With cashew buyers not buying Guinea Bissau’s 2006 crop, tens of thousands of tons sit piled up in warehouses and much of the harvest is now rotting, Buba, capital of Quinara Region in southern Guinea Bissau, 26 Jan 2007 David Hecht/IRIN
With cashew buyers not buying Guinea Bissau’s 2006 crop, tens of thousands of tons sit piled up in warehouses and much of the harvest is now rotting, Buba, capital of Quinara Region in southern Guinea Bissau, 26 Jan 2007
Près de la moitié de la population de la Guinée-Bissau peine à se procurer suffisamment de nourriture pour survivre en raison de la chute du prix de la noix de cajou. Selon les organisations d’aide humanitaire, les familles sautent des repas ou vendent des têtes de bétail pour survivre jusqu’à la prochaine récolte, qui aura lieu en septembre.

Le prix actuel moyen d’un kilo de noix de cajou est de 112 francs CFA (0,02 dollar) – le plus faible enregistré jusqu’à présent –, contre 300 francs CFA en moyenne en 2012. Ce recul de 63 pour cent est dû à la baisse des prix internationaux, à la diminution de la demande du principal importateur de la noix de cajou de Guinée-Bissau (l’Inde), au coup d’État d’avril 2012, aux désaccords entre le gouvernement et les commerçants au sujet du prix étalon et à la décision des banques de réduire les prêts accordés aux commerçants.
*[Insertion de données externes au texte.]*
impl Kernel for Asr {
    fn category(&self) -> KernelCategory {
        KernelCategory::Envelope
    }

    fn input_names(&self) -> &'static [&'static str] {
        &["gate", "attack", "release"]
    }

    fn process_block(&mut self, inputs: &[Signal<'_>], output: &mut [f32], events: &mut ControlEvents) {
        let (attack, release) = (self.attack_ms, self.release_ms);
        for (n, out) in output.iter_mut().enumerate() {
            let sample = self.process(
                input_at(inputs, 0, n, 0.0),
                input_at(inputs, 1, n, attack),
                input_at(inputs, 2, n, release),
            );
            if let Some(status) = sample.status {
                events.push(n, status);
            }
            *out = sample.value;
        }
        self.last = flush_denormal(self.last);
        self.target = flush_denormal(self.target);
    }

    fn set_sample_rate(&mut self, sample_rate: f64) {
        self.sample_rate = sample_rate;
    }

    fn sample_rate(&self) -> f64 {
        self.sample_rate
    }

    fn reset(&mut self) {
        self.last = 0.0;
        self.target = 0.0;
        self.increment = 0.0;
        self.remaining = 0;
        self.gate_open = false;
        self.active = false;
        self.control_gate = 0.0;
    }
}

#[cfg(test)]
mod tests {
    use super::*;

    #[test]
    fn test_ramp_linear_exact_arrival() {
        let mut ramp = Ramp::new(48000.0);
        ramp.set_target(0.3, 10.0);
        let mut y = 0.0;
        for _ in 0..480 {
            y = ramp.process();
        }
        assert_eq!(y, 0.3f32);
        assert!(!ramp.is_ramping());
    }

    #[test]
    fn test_ramp_zero_time_jumps() {
        let mut ramp = Ramp::new(48000.0);
        ramp.set_target(-2.0, 0.0);
        assert_eq!(ramp.process(), -2.0);
    }

    #[test]
    fn test_ramp_non_finite_time_jumps() {
        for time in [f32::NAN, f32::INFINITY, f32::NEG_INFINITY] {
            let mut ramp = Ramp::new(48000.0);
            ramp.set_target(1.0, time);
            assert_eq!(ramp.process(), 1.0, "time {time}");
            assert_eq!(ramp.target(), 1.0);
            assert!(!ramp.is_ramping());
        }
    }

    #[test]
    fn test_ramp_kernel_nan_time() {
        let mut ramp = Ramp::new(1000.0);
        let mut out = [0.0f32; 4];
        ramp.process_block(&[Signal::Scalar(0.5), Signal::Scalar(f32::NAN)], &mut out, &mut ControlEvents::new());
        assert_eq!(out, [0.5; 4]);
    }

    #[test]
    fn test_ramp_exponential_converges() {
        let mut ramp = Ramp::new(1000.0);
        ramp.set_curve(Curve::Exponential);
        ramp.set_target(1.0, 100.0);
        let mut y = 0.0;
        for _ in 0..100 {
            y = ramp.process();
        }
        assert!((y - 0.999).abs() < 1e-4, "after n samples within -60 dB: {y}");
        assert!(y < 1.0);
    }

    #[test]
    fn test_ramp_kernel_retargets() {
        let mut ramp = Ramp::new(1000.0);
        let mut out = [0.0f32; 4];
        ramp.process_block(&[Signal::Scalar(1.0), Signal::Scalar(2.0)], &mut out, &mut ControlEvents::new());
        assert_eq!(out, [0.5, 1.0, 1.0, 1.0]);
    }

    #[test]
    fn test_glide_up_and_down() {
        let mut glide = Glide::new(1000.0);
        // 3 ms up: n = 4 samples
        let up: Vec<f32> = (0..5).map(|_| glide.process(1.0, 3.0, 0.0)).collect();
        assert_eq!(up, vec![0.25, 0.5, 0.75, 1.0, 1.0]);
        // 0 ms down: immediate
        assert_eq!(glide.process(0.0, 3.0, 0.0), 0.0);
    }

    #[test]
    fn test_glide_non_finite_time_jumps() {
        let mut glide = Glide::new(1000.0);
        assert_eq!(glide.process(1.0, f32::INFINITY, 0.0), 1.0);
        assert_eq!(glide.process(-1.0, 0.0, f32::NAN), -1.0);
    }

    #[test]
    fn test_glide_reset_jumps() {
        let mut glide = Glide::new(1000.0);
        glide.reset_glide();
        assert_eq!(glide.process(5.0, 100.0, 100.0), 5.0);
        assert_eq!(glide.process(5.0, 100.0, 100.0), 5.0);
    }

    #[test]
    fn test_glide_exponent_shapes() {
        let mut lin = Glide::new(1000.0);
        let mut curved = Glide::new(1000.0);
        curved.set_exponent(2.0);
        let a = lin.process(1.0, 9.0, 9.0);
        let b = curved.process(1.0, 9.0, 9.0);
        assert!(b < a, "convex rise starts slower");
    }

    #[test]
    fn test_asr_linear_cycle() {
        let mut env = Asr::new(1000.0);
        let mut events = ControlEvents::new();
        let gate_on = [1.0f32; 4];
        let mut out = [0.0f32; 4];
        env.set_times(4.0, 2.0);
        env.process_block(&[Signal::Audio(&gate_on)], &mut out, &mut events);
        assert_eq!(out, [0.25, 0.5, 0.75, 1.0]);
        assert_eq!(events.as_slice().len(), 1);
        assert_eq!((events.as_slice()[0].offset, events.as_slice()[0].value), (0, 1.0));

        events.clear();
        env.process_block(&[Signal::Scalar(0.0)], &mut out, &mut events);
        assert_eq!(out, [0.5, 0.0, 0.0, 0.0]);
        assert_eq!(events.len(), 1);
        assert_eq!((events.as_slice()[0].offset, events.as_slice()[0].value), (1, 0.0));
        assert!(!env.is_active());
    }

    #[test]
    fn test_asr_control_gate_sets_level() {
        let mut env = Asr::new(1000.0);
        env.set_gate(0.5);
        let s = env.process(0.0, 0.0, 0.0);
        assert_eq!(s.status, Some(1.0));
        assert_eq!(s.value, 0.5);
        env.set_gate(0.0);
        let s = env.process(0.0, 0.0, 0.0);
        assert_eq!(s.value, 0.0);
        assert_eq!(s.status, Some(0.0));
    }

    #[test]
    fn test_asr_retrigger_continuity() {
        let mut env = Asr::new(1000.0);
        for _ in 0..10 {
            env.process(1.0, 10.0, 10.0);
        }
        for _ in 0..4 {
            env.process(0.0, 10.0, 10.0);
        }
        let released = env.value();
        assert!(released > 0.0 && released < 1.0);

        let next = env.process(1.0, 10.0, 10.0);
        let step = (1.0 - released) / 10.0;
        assert!((next.value - released - step).abs() < 1e-6, "attack restarts from current value");
        assert_eq!(next.status, None, "still active, no second on event");
    }

    #[test]
    fn test_asr_non_finite_inputs() {
        let mut env = Asr::new(1000.0);
        let on = env.process(1.0, f32::NAN, f32::NAN);
        assert_eq!((on.value, on.status), (1.0, Some(1.0)));
        let off = env.process(0.0, f32::INFINITY, f32::INFINITY);
        assert_eq!((off.value, off.status), (0.0, Some(0.0)));
        let ignored = env.process(f32::NAN, 1.0, 1.0);
        assert_eq!((ignored.value, ignored.status), (0.0, None));
    }

    #[test]
    fn test_asr_exponential_emits_off() {
        let mut env = Asr::new(1000.0);
        env.set_curve(Curve::Exponential);
        for _ in 0..50 {
            env.process(1.0, 5.0, 5.0);
        }
        let mut off_at = None;
        for n in 0..10 {
            if env.process(0.0, 5.0, 5.0).status == Some(0.0) {
                off_at = Some(n);
            }
        }
        assert_eq!(off_at, Some(4));
        assert!(env.value() > 0.0, "exponential release never lands exactly");
    }

    #[test]
    fn test_asr_denormal_guard() {
        let mut env = Asr::new(48000.0);
        env.set_curve(Curve::Exponential);
        let mut out = [0.0f32; 64];
        let mut events = ControlEvents::new();
        env.set_gate(1e-30);
        env.process_block(&[], &mut out, &mut events);
        assert_eq!(env.last, 0.0);
        assert_eq!(env.target, 0.0);
    }
}
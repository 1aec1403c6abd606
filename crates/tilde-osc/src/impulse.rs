//! Wrap-driven generators: a one-sample impulse train and a phasor that
//! reports its wraps.

use tilde_core::{
    ControlEvents, Kernel, KernelCategory, PhaseAccumulator, PhaseStep, Signal, StepLimit, input_at, midi_to_hz,
};

/// Impulse train: `1.0` on every sample where the phase wraps, else `0.0`.
///
/// Uses the full `±1` step clamp, so at the sample rate every sample is an
/// impulse. A fresh impulse fires on its first sample.
///
/// # Example
///
/// ```rust
/// use tilde_osc::Impulse;
///
/// let mut imp = Impulse::new(8.0);
/// imp.set_frequency(2.0);
/// let out: Vec<f32> = (0..8).map(|_| imp.advance()).collect();
/// assert_eq!(out, vec![1.0, 0.0, 0.0, 0.0, 1.0, 0.0, 0.0, 0.0]);
/// ```
#[derive(Debug, Clone)]
pub struct Impulse {
    phase: PhaseAccumulator,
    frequency: f32,
}

impl Impulse {
    /// Create an impulse train at 0 Hz, primed to fire immediately.
    pub fn new(sample_rate: f64) -> Self {
        Self {
            phase: PhaseAccumulator::new(sample_rate, StepLimit::Full).with_phase(0.0),
            frequency: 0.0,
        }
    }

    /// Set the block-constant frequency in Hz.
    pub fn set_frequency(&mut self, frequency: f32) {
        self.frequency = frequency;
    }

    /// Block-constant frequency input.
    pub fn frequency(&self) -> f32 {
        self.frequency
    }

    /// Set the phase absolutely. Phase 0 fires on the next sample.
    pub fn set_phase(&mut self, phase: f64) {
        self.phase.set_phase(phase);
    }

    /// Underlying phase accumulator.
    pub fn accumulator(&self) -> &PhaseAccumulator {
        &self.phase
    }

    /// Generate one sample at the stored frequency.
    #[inline]
    pub fn advance(&mut self) -> f32 {
        impulse(self.phase.advance(f64::from(self.frequency)))
    }

    /// Generate one sample from per-sample inputs.
    #[inline]
    pub fn process(&mut self, frequency: f64, offset: f64, trigger: f64) -> f32 {
        impulse(self.phase.step(frequency, offset, trigger))
    }
}

#[inline]
fn impulse(step: PhaseStep) -> f32 {
    if step.wrapped { 1.0 } else { 0.0 }
}

impl Kernel for Impulse {
    fn category(&self) -> KernelCategory {
        KernelCategory::Oscillator
    }

    fn input_names(&self) -> &'static [&'static str] {
        &["frequency", "sync", "phase"]
    }

    fn process_block(&mut self, inputs: &[Signal<'_>], output: &mut [f32], _events: &mut ControlEvents) {
        let freq = self.frequency;
        for (n, out) in output.iter_mut().enumerate() {
            *out = self.process(
                f64::from(input_at(inputs, 0, n, freq)),
                f64::from(input_at(inputs, 2, n, 0.0)),
                f64::from(input_at(inputs, 1, n, 0.0)),
            );
        }
    }

    fn set_sample_rate(&mut self, sample_rate: f64) {
        self.phase.set_sample_rate(sample_rate);
    }

    fn sample_rate(&self) -> f64 {
        self.phase.sample_rate()
    }

    fn reset(&mut self) {
        self.phase.reset();
    }
}

/// One phasor sample: the ramp and whether it wrapped on this sample.
#[derive(Debug, Clone, Copy, PartialEq)]
pub struct PhasorOutput {
    /// Phase in `[0, 1)` forward or `(0, 1]` backward.
    pub ramp: f32,
    /// `true` on the sample the ramp wrapped.
    pub wrapped: bool,
}

/// Phasor with a second, impulse-style wrap output.
///
/// The ramp goes to the kernel output buffer. Each wrap is also pushed to
/// the block's [`ControlEvents`] with value `1.0`, the kernel-level form of
/// the second outlet.
///
/// # Example
///
/// ```rust
/// use tilde_osc::Phasor;
///
/// let mut ph = Phasor::new(4.0);
/// ph.set_frequency(1.0);
/// let out: Vec<_> = (0..5).map(|_| ph.advance()).collect();
/// assert_eq!(out[1].ramp, 0.25);
/// assert!(out[4].wrapped);
/// ```
#[derive(Debug, Clone)]
pub struct Phasor {
    phase: PhaseAccumulator,
    frequency: f32,
    midi: bool,
}

impl Phasor {
    /// Create a phasor at 0 Hz starting from phase 0.
    pub fn new(sample_rate: f64) -> Self {
        Self {
            phase: PhaseAccumulator::new(sample_rate, StepLimit::Full),
            frequency: 0.0,
            midi: false,
        }
    }

    /// Set the block-constant frequency (Hz, or note number in MIDI mode).
    pub fn set_frequency(&mut self, frequency: f32) {
        self.frequency = frequency;
    }

    /// Block-constant frequency input.
    pub fn frequency(&self) -> f32 {
        self.frequency
    }

    /// Interpret the frequency input as a MIDI note number.
    pub fn set_midi_mode(&mut self, midi: bool) {
        self.midi = midi;
    }

    /// Returns `true` in MIDI mode.
    pub fn midi_mode(&self) -> bool {
        self.midi
    }

    /// Set the phase absolutely.
    pub fn set_phase(&mut self, phase: f64) {
        self.phase.set_phase(phase);
    }

    /// Sync triggers flip direction instead of resetting phase.
    pub fn set_soft_sync(&mut self, soft: bool) {
        self.phase.set_soft_sync(soft);
    }

    #[inline]
    fn output(step: PhaseStep) -> PhasorOutput {
        PhasorOutput {
            ramp: step.phase as f32,
            wrapped: step.wrapped,
        }
    }

    #[inline]
    fn hz(&self, input: f64) -> f64 {
        if self.midi { midi_to_hz(input) } else { input }
    }

    /// Generate one sample at the stored frequency.
    #[inline]
    pub fn advance(&mut self) -> PhasorOutput {
        Self::output(self.phase.advance(self.hz(f64::from(self.frequency))))
    }

    /// Generate one sample from per-sample inputs.
    #[inline]
    pub fn process(&mut self, frequency: f64, offset: f64, trigger: f64) -> PhasorOutput {
        Self::output(self.phase.step(self.hz(frequency), offset, trigger))
    }
}

impl Kernel for Phasor {
    fn category(&self) -> KernelCategory {
        KernelCategory::Oscillator
    }

    fn input_names(&self) -> &'static [&'static str] {
        &["frequency", "sync", "phase"]
    }

    fn process_block(&mut self, inputs: &[Signal<'_>], output: &mut [f32], events: &mut ControlEvents) {
        let freq = self.frequency;
        for (n, out) in output.iter_mut().enumerate() {
            let frame = self.process(
                f64::from(input_at(inputs, 0, n, freq)),
                f64::from(input_at(inputs, 2, n, 0.0)),
                f64::from(input_at(inputs, 1, n, 0.0)),
            );
            if frame.wrapped {
                events.push(n, 1.0);
            }
            *out = frame.ramp;
        }
    }

    fn set_sample_rate(&mut self, sample_rate: f64) {
        self.phase.set_sample_rate(sample_rate);
    }

    fn sample_rate(&self) -> f64 {
        self.phase.sample_rate()
    }

    fn reset(&mut self) {
        self.phase.reset();
    }
}
//! Error types for kernel construction.

use std::path::PathBuf;
use thiserror::Error;

/// A single problem in a creation-argument list.
///
/// The lenient constructors log these and keep going; the strict ones
/// return the first one wrapped in [`ConfigError::Arg`].
#[derive(Debug, Clone, PartialEq, Error)]
pub enum ArgError {
    /// A `-flag` the kernel does not know at all
    #[error("unknown flag '{0}'")]
    UnknownFlag(String),

    /// A flag that needs a value appeared last, or before a symbol
    #[error("flag '{0}' expects a float value")]
    MissingFlagValue(String),

    /// A symbol where only floats are accepted
    #[error("unexpected symbol '{symbol}' at position {position}")]
    UnexpectedSymbol {
        /// Zero-based index into the atom list.
        position: usize,
        /// The offending symbol.
        symbol: String,
    },

    /// More float arguments than the kernel reads
    #[error("'{kind}' takes at most {max} float arguments, found {found}")]
    TooManyArguments {
        /// Kernel kind.
        kind: String,
        /// Number of floats the kernel reads.
        max: usize,
        /// Number of floats supplied.
        found: usize,
    },

    /// A known flag the kernel does not support
    #[error("flag '{flag}' is not supported by '{kind}'")]
    UnsupportedFlag {
        /// The flag, including its leading dash.
        flag: String,
        /// Kernel kind.
        kind: String,
    },

    /// A waveform or response name the kernel does not have
    #[error("unknown shape '{0}'")]
    UnknownShape(String),
}

/// Errors that can occur while loading configurations or building kernels.
#[derive(Debug, Error)]
pub enum ConfigError {
    /// Failed to read a file
    #[error("failed to read file '{path}': {source}")]
    ReadFile {
        /// Path of the file that could not be read.
        path: PathBuf,
        /// Underlying I/O error.
        #[source]
        source: std::io::Error,
    },

    /// Failed to write a file
    #[error("failed to write file '{path}': {source}")]
    WriteFile {
        /// Path of the file that could not be written.
        path: PathBuf,
        /// Underlying I/O error.
        #[source]
        source: std::io::Error,
    },

    /// Failed to create directory
    #[error("failed to create directory '{path}': {source}")]
    CreateDir {
        /// Path of the directory that could not be created.
        path: PathBuf,
        /// Underlying I/O error.
        #[source]
        source: std::io::Error,
    },

    /// Failed to parse TOML
    #[error("failed to parse TOML: {0}")]
    TomlParse(#[from] toml::de::Error),

    /// Failed to serialize TOML
    #[error("failed to serialize TOML: {0}")]
    TomlSerialize(#[from] toml::ser::Error),

    /// Unknown kernel kind
    #[error("unknown kernel kind: {0}")]
    UnknownKernel(String),

    /// Invalid named parameter
    #[error("invalid parameter '{param}' for kernel '{kernel}': {reason}")]
    InvalidParameter {
        /// Kernel kind containing the invalid parameter.
        kernel: String,
        /// Name of the invalid parameter.
        param: String,
        /// Description of why the parameter is invalid.
        reason: String,
    },

    /// Malformed creation argument
    #[error("invalid creation argument: {0}")]
    Arg(#[from] ArgError),
}

impl ConfigError {
    /// Create a read file error.
    pub fn read_file(path: impl Into<PathBuf>, source: std::io::Error) -> Self {
        ConfigError::ReadFile {
            path: path.into(),
            source,
        }
    }

    /// Create a write file error.
    pub fn write_file(path: impl Into<PathBuf>, source: std::io::Error) -> Self {
        ConfigError::WriteFile {
            path: path.into(),
            source,
        }
    }

    /// Create a create directory error.
    pub fn create_dir(path: impl Into<PathBuf>, source: std::io::Error) -> Self {
        ConfigError::CreateDir {
            path: path.into(),
            source,
        }
    }

    /// Create an invalid parameter error.
    pub fn invalid_parameter(kernel: impl Into<String>, param: impl Into<String>, reason: impl Into<String>) -> Self {
        ConfigError::InvalidParameter {
            kernel: kernel.into(),
            param: param.into(),
            reason: reason.into(),
        }
    }
}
« Il en résulte une baisse significative de la sécurité alimentaire qui oblige les habitants à recourir à des mécanismes d’adaptation, comme sauter des repas, réduire leur apport alimentaire, vendre leurs animaux et ainsi de suite », a dit à IRIN Ussama Osman, directeur pays du Programme alimentaire mondial (PAM) en Guinée-Bissau.

Le prix de la noix de cajou accuse une baisse pour la deuxième année consécutive. Entre janvier et juillet 2012, le pays a exporté 60 000 tonnes de noix de cajou, contre plus de 100 000 tonnes pendant la même période en 2011.

Quatre-vingts pour cent des 1,6 million d’habitants de la Guinée-Bissau sont impliqués dans la production de noix de cajou. Les agriculteurs vendent leur récolte pour acheter de la nourriture ou échangent les noix de cajou contre d’autres denrées alimentaires. Les termes de l’échange se sont également détériorés. Un kilo de riz « coûte » désormais 3 kilos de noix de cajou, alors que la valeur des deux produits était auparavant équivalente, a expliqué M. Osman.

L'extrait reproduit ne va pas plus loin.